_Exercise brief_. Search the records for the word "struct" and copy every line in which it occurs.

Stored records:
****************************************

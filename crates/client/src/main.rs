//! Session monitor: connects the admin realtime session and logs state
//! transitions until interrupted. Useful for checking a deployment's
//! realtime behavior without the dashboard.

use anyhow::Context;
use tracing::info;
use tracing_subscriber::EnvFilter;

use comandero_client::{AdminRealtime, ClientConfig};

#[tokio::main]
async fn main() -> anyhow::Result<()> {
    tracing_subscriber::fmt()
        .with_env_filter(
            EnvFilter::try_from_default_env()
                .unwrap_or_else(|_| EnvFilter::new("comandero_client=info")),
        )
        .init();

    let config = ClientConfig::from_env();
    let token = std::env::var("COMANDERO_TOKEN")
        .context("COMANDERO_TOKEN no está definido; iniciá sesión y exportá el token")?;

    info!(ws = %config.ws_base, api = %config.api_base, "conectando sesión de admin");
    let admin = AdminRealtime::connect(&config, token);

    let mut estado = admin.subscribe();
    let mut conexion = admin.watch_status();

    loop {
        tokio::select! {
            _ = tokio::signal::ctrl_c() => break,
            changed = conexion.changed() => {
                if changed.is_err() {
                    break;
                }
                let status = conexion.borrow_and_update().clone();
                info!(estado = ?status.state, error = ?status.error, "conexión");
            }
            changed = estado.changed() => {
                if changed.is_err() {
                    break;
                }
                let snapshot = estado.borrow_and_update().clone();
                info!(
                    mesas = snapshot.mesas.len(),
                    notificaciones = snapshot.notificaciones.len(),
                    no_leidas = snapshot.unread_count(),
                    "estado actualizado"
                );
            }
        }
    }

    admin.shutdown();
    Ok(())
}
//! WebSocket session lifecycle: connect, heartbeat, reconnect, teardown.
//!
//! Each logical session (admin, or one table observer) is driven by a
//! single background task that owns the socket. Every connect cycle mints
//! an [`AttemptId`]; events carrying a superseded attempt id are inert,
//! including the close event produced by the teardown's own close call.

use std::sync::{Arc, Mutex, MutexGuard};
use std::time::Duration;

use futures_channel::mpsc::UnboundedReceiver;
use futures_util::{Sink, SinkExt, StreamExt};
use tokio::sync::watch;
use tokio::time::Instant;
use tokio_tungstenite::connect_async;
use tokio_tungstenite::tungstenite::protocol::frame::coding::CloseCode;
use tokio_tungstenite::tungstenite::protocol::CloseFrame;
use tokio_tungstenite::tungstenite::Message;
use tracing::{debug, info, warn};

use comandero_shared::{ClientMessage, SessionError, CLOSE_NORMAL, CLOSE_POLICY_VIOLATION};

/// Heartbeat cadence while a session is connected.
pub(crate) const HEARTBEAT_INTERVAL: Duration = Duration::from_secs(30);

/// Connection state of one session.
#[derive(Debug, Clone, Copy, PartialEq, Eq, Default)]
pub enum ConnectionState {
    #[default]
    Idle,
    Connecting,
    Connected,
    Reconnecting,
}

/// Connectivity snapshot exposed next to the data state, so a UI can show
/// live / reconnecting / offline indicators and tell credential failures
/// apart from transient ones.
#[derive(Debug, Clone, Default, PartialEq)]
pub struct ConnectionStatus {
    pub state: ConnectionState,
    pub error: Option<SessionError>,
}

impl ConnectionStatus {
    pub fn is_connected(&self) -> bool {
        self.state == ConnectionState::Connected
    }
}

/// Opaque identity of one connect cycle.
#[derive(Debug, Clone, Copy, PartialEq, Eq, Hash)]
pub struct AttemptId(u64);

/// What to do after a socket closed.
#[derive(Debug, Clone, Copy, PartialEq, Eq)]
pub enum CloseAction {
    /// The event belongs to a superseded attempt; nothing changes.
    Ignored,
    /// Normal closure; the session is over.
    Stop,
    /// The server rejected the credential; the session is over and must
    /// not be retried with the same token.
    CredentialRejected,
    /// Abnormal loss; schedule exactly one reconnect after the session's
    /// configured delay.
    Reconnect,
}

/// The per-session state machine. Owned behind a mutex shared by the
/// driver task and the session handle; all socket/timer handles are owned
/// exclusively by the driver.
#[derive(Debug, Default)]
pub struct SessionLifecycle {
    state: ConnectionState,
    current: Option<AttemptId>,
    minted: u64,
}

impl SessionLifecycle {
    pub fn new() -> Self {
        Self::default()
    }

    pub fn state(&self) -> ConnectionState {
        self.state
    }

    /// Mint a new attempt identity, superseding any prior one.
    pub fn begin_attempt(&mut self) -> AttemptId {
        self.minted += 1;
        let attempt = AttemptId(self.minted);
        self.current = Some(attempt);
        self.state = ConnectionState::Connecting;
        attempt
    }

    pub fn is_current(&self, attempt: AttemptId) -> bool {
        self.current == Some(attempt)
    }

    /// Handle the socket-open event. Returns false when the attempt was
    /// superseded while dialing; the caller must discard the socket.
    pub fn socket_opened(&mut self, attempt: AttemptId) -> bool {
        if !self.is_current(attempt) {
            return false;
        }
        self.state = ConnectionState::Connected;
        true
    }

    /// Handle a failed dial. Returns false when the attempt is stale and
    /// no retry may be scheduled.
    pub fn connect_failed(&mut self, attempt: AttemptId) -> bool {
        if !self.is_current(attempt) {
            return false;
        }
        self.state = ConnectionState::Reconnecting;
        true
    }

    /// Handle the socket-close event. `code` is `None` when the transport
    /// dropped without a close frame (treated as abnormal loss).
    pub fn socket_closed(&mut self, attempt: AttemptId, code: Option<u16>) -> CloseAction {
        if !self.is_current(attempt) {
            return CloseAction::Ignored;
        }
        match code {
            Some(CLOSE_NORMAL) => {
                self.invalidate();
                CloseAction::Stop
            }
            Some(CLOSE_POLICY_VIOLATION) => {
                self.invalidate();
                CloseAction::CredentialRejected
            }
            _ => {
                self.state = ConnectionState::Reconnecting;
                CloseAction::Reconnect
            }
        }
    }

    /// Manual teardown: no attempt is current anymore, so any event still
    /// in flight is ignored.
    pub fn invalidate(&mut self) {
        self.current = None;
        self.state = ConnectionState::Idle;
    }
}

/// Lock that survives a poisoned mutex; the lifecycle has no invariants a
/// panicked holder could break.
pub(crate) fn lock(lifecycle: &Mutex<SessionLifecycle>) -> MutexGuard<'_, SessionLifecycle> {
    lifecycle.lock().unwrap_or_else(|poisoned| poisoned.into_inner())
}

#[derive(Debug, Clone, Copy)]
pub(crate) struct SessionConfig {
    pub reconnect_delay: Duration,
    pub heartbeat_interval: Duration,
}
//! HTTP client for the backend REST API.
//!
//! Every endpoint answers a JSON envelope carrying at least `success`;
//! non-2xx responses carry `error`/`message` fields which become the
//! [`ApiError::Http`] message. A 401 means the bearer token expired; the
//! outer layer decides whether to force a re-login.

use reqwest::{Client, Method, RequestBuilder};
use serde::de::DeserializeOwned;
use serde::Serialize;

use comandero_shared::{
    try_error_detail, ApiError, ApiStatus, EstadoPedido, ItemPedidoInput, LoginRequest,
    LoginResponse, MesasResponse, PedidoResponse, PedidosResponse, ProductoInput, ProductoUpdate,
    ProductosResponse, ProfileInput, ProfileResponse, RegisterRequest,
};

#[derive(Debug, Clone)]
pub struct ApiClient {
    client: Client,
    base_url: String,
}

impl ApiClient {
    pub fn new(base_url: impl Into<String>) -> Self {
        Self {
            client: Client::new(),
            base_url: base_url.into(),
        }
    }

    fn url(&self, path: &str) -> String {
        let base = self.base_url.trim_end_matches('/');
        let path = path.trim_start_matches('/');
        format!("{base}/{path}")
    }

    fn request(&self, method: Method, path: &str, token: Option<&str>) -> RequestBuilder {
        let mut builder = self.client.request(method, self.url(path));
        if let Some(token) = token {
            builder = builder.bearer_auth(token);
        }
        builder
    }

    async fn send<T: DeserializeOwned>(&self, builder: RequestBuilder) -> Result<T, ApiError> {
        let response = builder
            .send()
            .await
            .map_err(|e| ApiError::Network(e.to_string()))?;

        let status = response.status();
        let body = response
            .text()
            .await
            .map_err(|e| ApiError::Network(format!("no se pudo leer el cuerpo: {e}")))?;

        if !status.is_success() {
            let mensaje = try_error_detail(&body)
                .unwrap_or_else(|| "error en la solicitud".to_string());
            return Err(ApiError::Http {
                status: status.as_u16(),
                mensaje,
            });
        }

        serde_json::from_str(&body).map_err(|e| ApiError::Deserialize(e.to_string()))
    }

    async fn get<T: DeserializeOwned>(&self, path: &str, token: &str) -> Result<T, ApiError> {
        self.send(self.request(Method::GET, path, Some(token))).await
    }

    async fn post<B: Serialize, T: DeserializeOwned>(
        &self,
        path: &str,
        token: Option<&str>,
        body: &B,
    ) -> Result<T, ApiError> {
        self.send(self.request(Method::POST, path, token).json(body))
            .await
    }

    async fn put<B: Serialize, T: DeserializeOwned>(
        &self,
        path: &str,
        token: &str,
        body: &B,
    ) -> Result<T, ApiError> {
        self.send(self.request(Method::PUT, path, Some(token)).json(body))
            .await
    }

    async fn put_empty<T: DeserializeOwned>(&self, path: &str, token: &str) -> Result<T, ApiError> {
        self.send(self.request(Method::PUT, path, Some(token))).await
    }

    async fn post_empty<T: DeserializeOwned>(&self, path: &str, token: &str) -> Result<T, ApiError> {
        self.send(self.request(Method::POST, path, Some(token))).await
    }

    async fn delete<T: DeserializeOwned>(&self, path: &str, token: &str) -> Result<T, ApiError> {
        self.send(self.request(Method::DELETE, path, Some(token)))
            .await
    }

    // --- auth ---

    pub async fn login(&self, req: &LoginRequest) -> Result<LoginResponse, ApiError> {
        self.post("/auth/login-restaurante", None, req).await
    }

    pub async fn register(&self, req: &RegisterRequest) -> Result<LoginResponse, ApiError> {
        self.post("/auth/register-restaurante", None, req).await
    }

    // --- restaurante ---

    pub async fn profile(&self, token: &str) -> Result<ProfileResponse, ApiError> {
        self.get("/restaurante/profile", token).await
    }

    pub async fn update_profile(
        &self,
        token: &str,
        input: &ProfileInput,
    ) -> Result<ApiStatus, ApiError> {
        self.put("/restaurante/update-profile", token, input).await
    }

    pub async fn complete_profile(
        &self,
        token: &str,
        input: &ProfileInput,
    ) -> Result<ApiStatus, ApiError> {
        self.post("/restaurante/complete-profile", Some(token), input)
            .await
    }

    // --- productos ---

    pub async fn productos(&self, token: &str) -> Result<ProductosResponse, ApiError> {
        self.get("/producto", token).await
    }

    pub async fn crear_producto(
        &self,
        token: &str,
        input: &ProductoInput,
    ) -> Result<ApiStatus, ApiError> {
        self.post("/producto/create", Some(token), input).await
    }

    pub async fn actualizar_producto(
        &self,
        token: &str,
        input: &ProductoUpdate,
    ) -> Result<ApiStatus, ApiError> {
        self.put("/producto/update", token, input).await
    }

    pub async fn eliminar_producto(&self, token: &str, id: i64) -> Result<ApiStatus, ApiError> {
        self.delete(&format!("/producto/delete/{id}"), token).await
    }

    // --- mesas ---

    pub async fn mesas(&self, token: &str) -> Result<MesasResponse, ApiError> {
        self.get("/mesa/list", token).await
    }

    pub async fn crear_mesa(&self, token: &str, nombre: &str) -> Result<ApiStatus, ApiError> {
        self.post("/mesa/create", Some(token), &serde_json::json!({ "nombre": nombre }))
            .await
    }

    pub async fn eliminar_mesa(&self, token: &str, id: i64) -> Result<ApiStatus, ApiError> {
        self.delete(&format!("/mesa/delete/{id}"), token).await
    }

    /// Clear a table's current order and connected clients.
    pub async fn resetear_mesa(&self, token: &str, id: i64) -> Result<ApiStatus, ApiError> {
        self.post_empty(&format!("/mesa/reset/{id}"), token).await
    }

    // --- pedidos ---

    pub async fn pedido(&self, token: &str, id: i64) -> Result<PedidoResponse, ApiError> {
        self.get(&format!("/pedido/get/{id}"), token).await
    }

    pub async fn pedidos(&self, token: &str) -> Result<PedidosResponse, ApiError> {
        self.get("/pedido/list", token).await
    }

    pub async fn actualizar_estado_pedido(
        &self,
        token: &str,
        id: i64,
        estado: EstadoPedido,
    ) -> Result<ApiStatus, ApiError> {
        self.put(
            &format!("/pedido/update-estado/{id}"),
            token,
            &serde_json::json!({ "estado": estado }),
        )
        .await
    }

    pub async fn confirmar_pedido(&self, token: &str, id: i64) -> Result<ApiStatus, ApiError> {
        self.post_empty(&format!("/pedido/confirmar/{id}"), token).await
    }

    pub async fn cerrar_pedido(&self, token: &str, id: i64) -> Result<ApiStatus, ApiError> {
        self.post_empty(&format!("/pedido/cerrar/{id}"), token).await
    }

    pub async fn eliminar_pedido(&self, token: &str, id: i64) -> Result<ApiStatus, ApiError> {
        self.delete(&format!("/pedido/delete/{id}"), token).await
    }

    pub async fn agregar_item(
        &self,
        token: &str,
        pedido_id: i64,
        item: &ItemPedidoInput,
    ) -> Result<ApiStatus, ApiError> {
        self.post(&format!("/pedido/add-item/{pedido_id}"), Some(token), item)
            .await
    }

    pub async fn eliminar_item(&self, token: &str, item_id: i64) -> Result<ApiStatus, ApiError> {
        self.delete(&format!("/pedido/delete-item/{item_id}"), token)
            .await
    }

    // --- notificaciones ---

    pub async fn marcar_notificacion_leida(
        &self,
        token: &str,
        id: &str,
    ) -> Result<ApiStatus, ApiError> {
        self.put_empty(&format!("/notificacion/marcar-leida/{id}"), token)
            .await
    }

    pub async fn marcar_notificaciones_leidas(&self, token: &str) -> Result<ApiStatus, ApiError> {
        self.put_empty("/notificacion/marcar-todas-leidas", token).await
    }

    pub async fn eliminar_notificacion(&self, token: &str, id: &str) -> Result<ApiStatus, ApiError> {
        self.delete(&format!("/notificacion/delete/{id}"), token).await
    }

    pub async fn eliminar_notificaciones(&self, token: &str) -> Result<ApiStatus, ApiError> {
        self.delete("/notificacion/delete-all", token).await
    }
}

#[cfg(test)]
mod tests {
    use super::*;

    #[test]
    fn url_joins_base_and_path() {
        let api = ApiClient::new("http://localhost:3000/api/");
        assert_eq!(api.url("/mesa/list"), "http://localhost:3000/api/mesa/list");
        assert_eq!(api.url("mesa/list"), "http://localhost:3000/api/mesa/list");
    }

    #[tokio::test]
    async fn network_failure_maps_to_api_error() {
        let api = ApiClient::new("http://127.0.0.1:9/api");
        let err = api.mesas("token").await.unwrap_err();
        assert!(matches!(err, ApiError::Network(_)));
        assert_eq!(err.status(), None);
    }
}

****************************************

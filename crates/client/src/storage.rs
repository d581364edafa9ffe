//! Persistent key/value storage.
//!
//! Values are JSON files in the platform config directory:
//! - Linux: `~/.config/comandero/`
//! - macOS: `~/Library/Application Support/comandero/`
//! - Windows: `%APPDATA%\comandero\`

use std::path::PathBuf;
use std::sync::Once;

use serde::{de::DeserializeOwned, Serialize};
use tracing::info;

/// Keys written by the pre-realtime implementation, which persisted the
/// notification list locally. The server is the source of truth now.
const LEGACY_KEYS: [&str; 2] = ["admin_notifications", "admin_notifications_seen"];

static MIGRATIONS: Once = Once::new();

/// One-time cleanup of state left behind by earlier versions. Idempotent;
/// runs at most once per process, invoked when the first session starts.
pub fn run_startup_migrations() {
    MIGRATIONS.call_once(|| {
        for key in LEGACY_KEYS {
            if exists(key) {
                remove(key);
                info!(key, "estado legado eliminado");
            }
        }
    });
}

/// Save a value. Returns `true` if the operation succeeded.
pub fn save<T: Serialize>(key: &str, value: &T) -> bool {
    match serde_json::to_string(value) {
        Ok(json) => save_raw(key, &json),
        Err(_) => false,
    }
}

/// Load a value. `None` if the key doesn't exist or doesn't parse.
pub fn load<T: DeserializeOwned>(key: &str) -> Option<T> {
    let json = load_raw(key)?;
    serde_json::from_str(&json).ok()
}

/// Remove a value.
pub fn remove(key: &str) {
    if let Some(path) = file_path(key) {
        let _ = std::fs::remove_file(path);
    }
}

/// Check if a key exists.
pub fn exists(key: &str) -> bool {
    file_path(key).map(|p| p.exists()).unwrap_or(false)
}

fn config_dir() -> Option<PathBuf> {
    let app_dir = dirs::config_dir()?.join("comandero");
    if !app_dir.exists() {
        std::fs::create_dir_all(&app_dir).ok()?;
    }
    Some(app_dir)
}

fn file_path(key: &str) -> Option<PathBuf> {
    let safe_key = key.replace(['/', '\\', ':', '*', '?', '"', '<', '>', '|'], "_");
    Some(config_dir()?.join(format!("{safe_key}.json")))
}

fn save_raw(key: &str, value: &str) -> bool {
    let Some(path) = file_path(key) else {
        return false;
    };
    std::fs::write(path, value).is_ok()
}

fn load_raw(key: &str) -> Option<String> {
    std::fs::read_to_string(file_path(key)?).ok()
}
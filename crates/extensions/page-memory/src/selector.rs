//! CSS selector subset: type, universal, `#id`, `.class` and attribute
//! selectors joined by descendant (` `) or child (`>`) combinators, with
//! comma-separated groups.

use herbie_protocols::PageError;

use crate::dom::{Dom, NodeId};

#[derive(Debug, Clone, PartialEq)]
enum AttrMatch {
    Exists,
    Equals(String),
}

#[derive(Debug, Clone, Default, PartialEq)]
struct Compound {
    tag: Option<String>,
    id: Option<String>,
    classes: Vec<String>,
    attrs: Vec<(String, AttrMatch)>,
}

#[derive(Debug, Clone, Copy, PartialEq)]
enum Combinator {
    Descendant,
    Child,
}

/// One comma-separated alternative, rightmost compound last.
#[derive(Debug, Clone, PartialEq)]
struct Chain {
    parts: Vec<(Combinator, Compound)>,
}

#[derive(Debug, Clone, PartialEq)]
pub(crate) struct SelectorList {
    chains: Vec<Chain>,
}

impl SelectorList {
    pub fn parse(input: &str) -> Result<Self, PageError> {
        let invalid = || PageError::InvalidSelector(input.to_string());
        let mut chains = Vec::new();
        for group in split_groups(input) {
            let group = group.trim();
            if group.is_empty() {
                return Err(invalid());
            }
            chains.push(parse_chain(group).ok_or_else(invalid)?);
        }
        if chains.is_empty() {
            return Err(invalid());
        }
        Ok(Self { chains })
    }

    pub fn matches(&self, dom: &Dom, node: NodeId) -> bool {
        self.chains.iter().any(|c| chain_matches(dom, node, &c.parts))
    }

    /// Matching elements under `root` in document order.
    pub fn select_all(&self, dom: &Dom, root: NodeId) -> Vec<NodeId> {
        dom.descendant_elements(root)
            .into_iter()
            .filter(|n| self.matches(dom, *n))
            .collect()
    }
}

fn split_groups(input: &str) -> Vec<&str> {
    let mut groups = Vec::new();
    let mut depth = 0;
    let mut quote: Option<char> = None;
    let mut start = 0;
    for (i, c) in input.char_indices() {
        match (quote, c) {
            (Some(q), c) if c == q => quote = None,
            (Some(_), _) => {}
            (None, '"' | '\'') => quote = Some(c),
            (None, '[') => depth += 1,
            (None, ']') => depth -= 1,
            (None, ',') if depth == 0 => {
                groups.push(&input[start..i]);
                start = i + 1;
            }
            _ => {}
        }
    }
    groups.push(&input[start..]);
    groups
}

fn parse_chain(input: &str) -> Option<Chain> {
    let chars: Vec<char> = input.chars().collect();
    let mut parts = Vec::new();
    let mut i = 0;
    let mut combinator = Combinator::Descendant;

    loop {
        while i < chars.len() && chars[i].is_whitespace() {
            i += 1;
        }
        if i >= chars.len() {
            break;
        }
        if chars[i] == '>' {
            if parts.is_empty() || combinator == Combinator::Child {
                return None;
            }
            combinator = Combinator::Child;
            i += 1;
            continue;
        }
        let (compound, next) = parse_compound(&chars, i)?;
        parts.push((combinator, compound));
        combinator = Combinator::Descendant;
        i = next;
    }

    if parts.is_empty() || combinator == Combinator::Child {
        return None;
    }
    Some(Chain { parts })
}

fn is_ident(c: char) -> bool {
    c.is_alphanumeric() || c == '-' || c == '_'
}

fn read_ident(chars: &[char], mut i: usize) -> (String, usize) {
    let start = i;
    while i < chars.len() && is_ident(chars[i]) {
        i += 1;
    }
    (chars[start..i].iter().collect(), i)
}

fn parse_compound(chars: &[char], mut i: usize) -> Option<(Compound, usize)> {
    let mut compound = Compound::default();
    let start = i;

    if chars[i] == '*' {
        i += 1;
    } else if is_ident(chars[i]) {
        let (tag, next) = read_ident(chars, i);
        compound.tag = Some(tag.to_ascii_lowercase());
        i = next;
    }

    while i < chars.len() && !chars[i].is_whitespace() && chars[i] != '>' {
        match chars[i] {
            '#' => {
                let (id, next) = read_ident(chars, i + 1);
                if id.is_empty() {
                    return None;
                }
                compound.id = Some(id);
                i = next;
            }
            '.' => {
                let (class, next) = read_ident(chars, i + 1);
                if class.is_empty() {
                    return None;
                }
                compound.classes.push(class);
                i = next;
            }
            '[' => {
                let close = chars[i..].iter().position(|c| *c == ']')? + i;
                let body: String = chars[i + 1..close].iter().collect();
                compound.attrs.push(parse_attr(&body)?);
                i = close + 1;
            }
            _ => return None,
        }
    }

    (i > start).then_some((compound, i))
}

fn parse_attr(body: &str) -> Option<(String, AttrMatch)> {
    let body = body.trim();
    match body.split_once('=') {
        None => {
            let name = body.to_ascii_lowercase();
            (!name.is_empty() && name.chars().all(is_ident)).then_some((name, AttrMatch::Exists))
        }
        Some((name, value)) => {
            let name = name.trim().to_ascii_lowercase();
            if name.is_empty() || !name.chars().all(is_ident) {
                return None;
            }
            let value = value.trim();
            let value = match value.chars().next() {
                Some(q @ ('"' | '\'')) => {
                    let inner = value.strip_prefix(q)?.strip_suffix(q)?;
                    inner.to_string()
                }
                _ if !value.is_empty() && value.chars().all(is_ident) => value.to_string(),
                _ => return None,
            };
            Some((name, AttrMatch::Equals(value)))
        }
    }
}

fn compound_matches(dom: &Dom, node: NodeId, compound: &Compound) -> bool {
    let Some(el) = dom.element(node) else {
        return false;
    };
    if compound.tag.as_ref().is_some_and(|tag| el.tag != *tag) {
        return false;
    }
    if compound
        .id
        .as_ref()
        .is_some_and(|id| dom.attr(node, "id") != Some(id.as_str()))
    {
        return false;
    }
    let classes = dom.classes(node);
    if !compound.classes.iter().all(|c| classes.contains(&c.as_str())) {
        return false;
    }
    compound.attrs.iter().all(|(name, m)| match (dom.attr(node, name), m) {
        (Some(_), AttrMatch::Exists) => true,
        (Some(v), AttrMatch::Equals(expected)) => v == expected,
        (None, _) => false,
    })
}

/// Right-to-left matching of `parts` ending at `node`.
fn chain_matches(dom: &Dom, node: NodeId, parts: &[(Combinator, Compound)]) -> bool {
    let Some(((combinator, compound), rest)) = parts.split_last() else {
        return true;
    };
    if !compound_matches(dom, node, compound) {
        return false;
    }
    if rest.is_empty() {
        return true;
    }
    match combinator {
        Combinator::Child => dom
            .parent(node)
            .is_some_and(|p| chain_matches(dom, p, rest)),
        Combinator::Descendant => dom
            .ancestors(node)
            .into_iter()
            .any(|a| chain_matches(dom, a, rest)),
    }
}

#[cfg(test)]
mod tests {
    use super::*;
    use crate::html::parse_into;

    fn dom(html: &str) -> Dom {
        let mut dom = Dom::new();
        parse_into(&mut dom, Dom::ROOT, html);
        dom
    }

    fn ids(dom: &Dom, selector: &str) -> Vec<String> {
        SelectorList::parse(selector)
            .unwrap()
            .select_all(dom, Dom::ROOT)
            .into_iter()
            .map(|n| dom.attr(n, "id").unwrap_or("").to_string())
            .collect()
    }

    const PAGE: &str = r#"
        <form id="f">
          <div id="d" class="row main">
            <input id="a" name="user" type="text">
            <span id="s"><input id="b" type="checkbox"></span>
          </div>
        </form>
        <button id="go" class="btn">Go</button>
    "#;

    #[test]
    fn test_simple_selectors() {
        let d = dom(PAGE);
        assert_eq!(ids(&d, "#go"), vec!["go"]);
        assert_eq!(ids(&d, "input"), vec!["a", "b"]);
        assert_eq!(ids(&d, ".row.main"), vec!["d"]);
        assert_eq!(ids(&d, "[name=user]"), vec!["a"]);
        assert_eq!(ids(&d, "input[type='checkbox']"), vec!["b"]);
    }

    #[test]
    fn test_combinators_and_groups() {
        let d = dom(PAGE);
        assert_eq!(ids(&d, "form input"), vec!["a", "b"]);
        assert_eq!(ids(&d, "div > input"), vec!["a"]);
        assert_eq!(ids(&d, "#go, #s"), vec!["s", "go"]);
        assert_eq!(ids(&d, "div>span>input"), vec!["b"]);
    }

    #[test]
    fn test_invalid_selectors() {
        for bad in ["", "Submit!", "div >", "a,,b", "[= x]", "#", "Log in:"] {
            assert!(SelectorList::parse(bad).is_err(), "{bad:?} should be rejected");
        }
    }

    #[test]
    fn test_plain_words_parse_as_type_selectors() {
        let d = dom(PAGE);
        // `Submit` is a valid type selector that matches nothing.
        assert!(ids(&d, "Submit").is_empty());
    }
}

****************************************

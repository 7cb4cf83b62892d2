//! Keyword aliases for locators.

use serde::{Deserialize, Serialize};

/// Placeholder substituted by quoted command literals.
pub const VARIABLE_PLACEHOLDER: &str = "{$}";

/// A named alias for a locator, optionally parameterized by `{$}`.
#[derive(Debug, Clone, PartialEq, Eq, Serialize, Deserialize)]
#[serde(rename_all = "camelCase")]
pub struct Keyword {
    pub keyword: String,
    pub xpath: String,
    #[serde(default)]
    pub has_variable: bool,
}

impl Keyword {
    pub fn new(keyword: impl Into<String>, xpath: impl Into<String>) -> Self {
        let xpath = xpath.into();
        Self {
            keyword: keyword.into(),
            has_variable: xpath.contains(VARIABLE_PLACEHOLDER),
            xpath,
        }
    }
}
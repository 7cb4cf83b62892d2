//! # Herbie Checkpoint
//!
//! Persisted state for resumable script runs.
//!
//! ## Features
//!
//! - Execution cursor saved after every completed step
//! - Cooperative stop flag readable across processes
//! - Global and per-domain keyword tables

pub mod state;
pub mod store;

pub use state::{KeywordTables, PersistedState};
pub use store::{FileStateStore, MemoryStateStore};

****************************************

_Solution for this task_.
pub struct ConnectionStatus {
pub struct AttemptId(u64);
pub struct SessionLifecycle {
pub(crate) struct SessionConfig {
pub struct ApiClient {
struct Compound {
struct Chain {
pub(crate) struct SelectorList {
pub struct Keyword {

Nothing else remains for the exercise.